Paul Flynn MP has agreed to host a meeting in the House of Commons on Drug Policy Reform in the UK.

Almost 2,000 young people die in the UK each year from taking illegal drugs of uncertain potency, that they can only get hold of on the illegal market.

Leading police, doctors, and politicians agree prohibition has completely failed

to curb addiction and instead is costing the UK £3 billion a year. It is clear something must be done and reform is urgently needed.

Traditional drugs are often in the hands of criminal gangs and often if a young person goes to a dealer asking for a low risk variety of cannabis, the dealer will try and persuade them to buy something "much more exciting". Criminal suppliers also have every incentive to adulterate the drugs in order to enhance the profits – cutting agents are at times seriously dangerous. Speaking at this meeting are,

Paul Flynn was educated at St. Illtyd's College, Cardiff, and at the University College, Cardiff. He has worked as a chemist in the steel industry, as a broadcaster on Gwent Community Radio. He was elected as MP for Newport West in 1987. He has been shadow spokesperson for Health and Social Security is a member of the Public Administration Select Committee. His political interests include health and medicinal and illegal drugs. He is Vice Chair of the All Parliamentary Group for Drug Policy Reform

Andria E-Mordaunt is an activist, and  Mum to six year old Millie. She has been working on drugs issues since 1986, first as counsellor, peer support worker and  from 1993 as campaigner: local, national and international. Her life was turned upside down as of 1980 by the deaths of many of her loved ones: lives lost to HIV, ODs and other outcomes of the so-called war on drugs, so she helped found several NGOs for  people living with HIV and/or addiction issues. She is the founder of the John Mordaunt Trust, set up to honour the memory of her life-partner & fellow AIDS activist, killed by HIV. Andria wrote herMSc dissertation"Junkies in the House of the Lord: a look at the impact of drugs user groups on drug policy" at LSE..
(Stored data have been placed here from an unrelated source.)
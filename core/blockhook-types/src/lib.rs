//! Identifier and timestamp types for blockhook.
//!
//! This crate defines the small, schema-agnostic value types shared by every
//! other crate in the workspace:
//! - Document identifiers (UUID v7)
//! - Millisecond timestamps used for `created_at` / `modified_at`
//!
//! Field, shape and hook definitions live in `blockhook-model`.

mod ids;
mod timestamp;

pub use ids::DocumentId;
pub use timestamp::Timestamp;

/// Result type alias using the crate's error type.
pub type Result<T> = std::result::Result<T, Error>;

/// Errors that can occur in type operations.
#[derive(Debug, thiserror::Error)]
pub enum Error {
    #[error("invalid UUID: {0}")]
    InvalidUuid(#[from] uuid::Error),

    #[error("invalid timestamp: {0}")]
    InvalidTimestamp(String),
}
June 1998, Andria arranged for Marsha B , RIP, an  Injection drugs User living with AIDS - to address the UN Office on Drugs and Crime (UNODC) at the UN General Assembly Special Session on Drugs (UNGASS) about the failure of the so-called war on drugs:  Andria wrote the speech, edited by Cannabis campaigner, Martin Barriuso. She is committed to helping to end the so-called war on drugs.              
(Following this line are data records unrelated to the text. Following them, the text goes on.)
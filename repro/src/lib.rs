//! Fixture collections and scenarios for field hooks in rich-text blocks.
//!
//! [`fixtures`] defines a `posts` collection with a hooked relationship field,
//! an `articles` collection whose rich-text content embeds `category-block`,
//! and the block itself carrying the same hooked relationship field.
//! [`scenarios`] runs create, read and duplicate against both and reports
//! which hooks fired.

pub mod fixtures;
pub mod scenarios;

pub use scenarios::{Group, Report, ScenarioResult, run_all};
Niamh Eastwood is Executive Director of Release. Having worked in drug policy for the last ten years Niamh is passionate about drug policy reform and believes that the most vulnerable in society are disproportionately impacted upon by the current drug laws.
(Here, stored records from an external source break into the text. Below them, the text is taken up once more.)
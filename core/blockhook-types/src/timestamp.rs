//! Wall-clock timestamps with millisecond precision.

use chrono::{DateTime, Utc};
use serde::{Deserialize, Serialize};
use std::fmt;

/// Milliseconds since the Unix epoch.
///
/// Serialized as a bare integer so stored documents stay plain JSON.
#[derive(Debug, Clone, Copy, PartialEq, Eq, Hash, PartialOrd, Ord, Serialize, Deserialize)]
#[serde(transparent)]
pub struct Timestamp(i64);

impl Timestamp {
    /// Returns the current time.
    #[must_use]
    pub fn now() -> Self {
        Self(Utc::now().timestamp_millis())
    }

    /// Creates a timestamp from epoch milliseconds.
    #[must_use]
    pub const fn from_millis(millis: i64) -> Self {
        Self(millis)
    }

    /// Returns epoch milliseconds.
    #[must_use]
    pub const fn as_millis(&self) -> i64 {
        self.0
    }

    /// Converts to a UTC datetime.
    pub fn to_datetime(&self) -> crate::Result<DateTime<Utc>> {
        DateTime::from_timestamp_millis(self.0)
            .ok_or_else(|| crate::Error::InvalidTimestamp(format!("{} out of range", self.0)))
    }

    /// Returns a timestamp that is never earlier than `self`.
    ///
    /// Used for `modified_at` so repeated updates within the same millisecond
    /// still move forward.
    #[must_use]
    pub fn advance(&self) -> Self {
        let now = Utc::now().timestamp_millis();
        if now > self.0 { Self(now) } else { Self(self.0.saturating_add(1)) }
    }
}

impl fmt::Display for Timestamp {
    fn fmt(&self, f: &mut fmt::Formatter<'_>) -> fmt::Result {
        match self.to_datetime() {
            Ok(dt) => write!(f, "{}", dt.to_rfc3339()),
            Err(_) => write!(f, "{}ms", self.0),
        }
    }
}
Niamh has co-authored Release's two most recent policy papers 'The Numbers in Black And White: Ethnic Disparities In The Policing And Prosecution Of Drug Offences In England And Wales' and ‘A Quiet Revolution: Drug Decriminalisation Policies in Practice Across the Globe’. Niamh is also responsible for drafting many of Release's briefings for parliamentarians and policy makers. She has presented at international and national conferences and is regularly invited to comment in the media.

Niamh is also an Associate of The London School of Economics IDEAS International Drug Policy Project, a member of the Expert Steering Group for the Global Drug Survey and is on the steering group for the UK Harm Reduction Association.

AND  

                                           

Dr Michael Shiner

is an Associate Professor in the Social Policy Department at the London School of Economics and has particular interests in drug policy and policing. He has more than 20 years’ experience working in the drug field and has written widely on a variety of issues including drugs and the law, the delivery of drug services to black and minority ethnic groups and community responses to drug issues. Michael is the author of several books including Drug Use and Social Change and was co-author of"The Number in Black and White: Ethnic Disparities in the Policing and Prosecution of Drug Offences in England and Wales "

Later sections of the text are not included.